Hansen, who was a managing director at Tiger Cub John Griffin’s Blue Ridge Capital, says he will give existing investors the first crack at putting additional money into the fund, which has been closed to new investment since 2012. The funds are up 2.33 percent for the year after gaining about 6.9 percent last year. Since its August 2008 inception, Valiant lost money only once, in 2013, when it declined 11.5 percent. So far it has not returned to its high-water mark.

However, as we have previously reported, Valiant has placed a big bet on private companies, which it calls side pocket investments. These investments account for roughly one quarter of the funds’ assets.

The big risk, of course, is that this slice of the fund is illiquid. But unlike firms such as Tiger Global Management and Glade Brook Capital Partners, Valiant does not place its private bets into separate, longer lockup vehicles.

The side pockets, which are invested in companies such as Uber Technologies and Pinterest, lost 6.83 percent net in the third quarter and are down 0.41 percent for the year. However, last year the side pockets gained nearly 20 percent and were the stars of the show.

Valiant has so far made seven private investments this year, including two separate investments totaling more than $13 million: FirstCry.com, an India-based e-commerce company specializing in children’s items, and more than $10 million in Mahindra First Choice Wheels, which sells used cars in India.

Valiant, an early investor in Facebook, made ten separate private investments in 2014.

India has historically been a major focus of the firm, both on the private and public side.

At the end of the third quarter, India accounted for 35.15 percent of the liquid portfolio’s 115.19 percent long exposure, as well as more than 17 percent of its short exposure, for a net 17.48 exposure to the country. However, Hansen stresses that these are not cash exposures, adding that he purchased out-of-the-money put options against an Indian stock index earlier this year “that came into the money” after the market plummeted during the quarter.

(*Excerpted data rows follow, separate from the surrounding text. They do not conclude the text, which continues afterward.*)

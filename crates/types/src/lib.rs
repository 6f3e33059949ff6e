#![deny(clippy::pedantic, unsafe_code)]
#![allow(clippy::module_name_repetitions)]

//! Core type definitions for the lobup upload pipeline
//!
//! This crate provides the data model shared by the archive extractor, the
//! registry/storage clients, and the pipeline orchestrator.

pub mod app;
pub mod ids;
pub mod manifest;
pub mod session;
pub mod stage;
pub mod upload_state;

// Re-export commonly used types
pub use app::{
    AppAttributes, Architecture, DetectionRule, FileDetectionType, InstallContext, LargeIcon,
    RegistryDetectionType, RestartBehavior, ReturnCode, ReturnCodeType,
};
pub use ids::{AppId, ContentVersionId, FileId, UploadTarget};
pub use manifest::{FileEncryptionInfo, MsiInfo, PackageManifest};
pub use session::StorageSession;
pub use stage::PipelineStage;
pub use upload_state::{StageOutcome, UploadStage};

In any case, the only other big bet among a number of countries and regions Valiant singles out is on the U.S., which it aggressively increased in the past three months. For example, Valiant entered October with a 48.31 percent long exposure to the U.S., up from 31.27 percent three months earlier. Its net exposure to the U.S. is now 16 percent, up from 3.5 percent at the end of June.

Altogether, the fund’s net exposure stood at 30.35 percent at the end of the third quarter, way down from 44.34 percent in the first quarter and down from about 33 percent at the end of June. Hansen tells clients a net exposure of about 35 percent “gets close to market neutral.”

The low net in the third quarter seemed to pay off. The liquid portfolio’s short attribution was 10.6 percent for the three months, but after adjusting for exposure levels, its “implied return” on its shorts was closer to 12.61 percent, according to Valiant’s letter. As a result, the firm enjoyed its second-best short-selling quarter in its history.

This was also its second straight strong quarter shorting stocks. “We do not believe it is a coincidence,” Hansen tells clients, adding that the past two quarters “came on the heels of what was questionably one of the most brutal short selling environments of the last two decades.”

He says this tough period caused other investors to alter their shorting strategy or abandon it altogether. “While these collective actions further exacerbated short underperformance as strategies and exposures were adjusted, this phenomenon also led to most of our shorts becoming even more attractive as valuations and expectations climbed, borrow freed up and borrow costs receded,” Hansen elaborates.

He adds he has long maintained that during market turmoil and uncertainty, investors throughout the world “tend to hold on to great companies and sell the crap.” And this is what happened in the third quarter.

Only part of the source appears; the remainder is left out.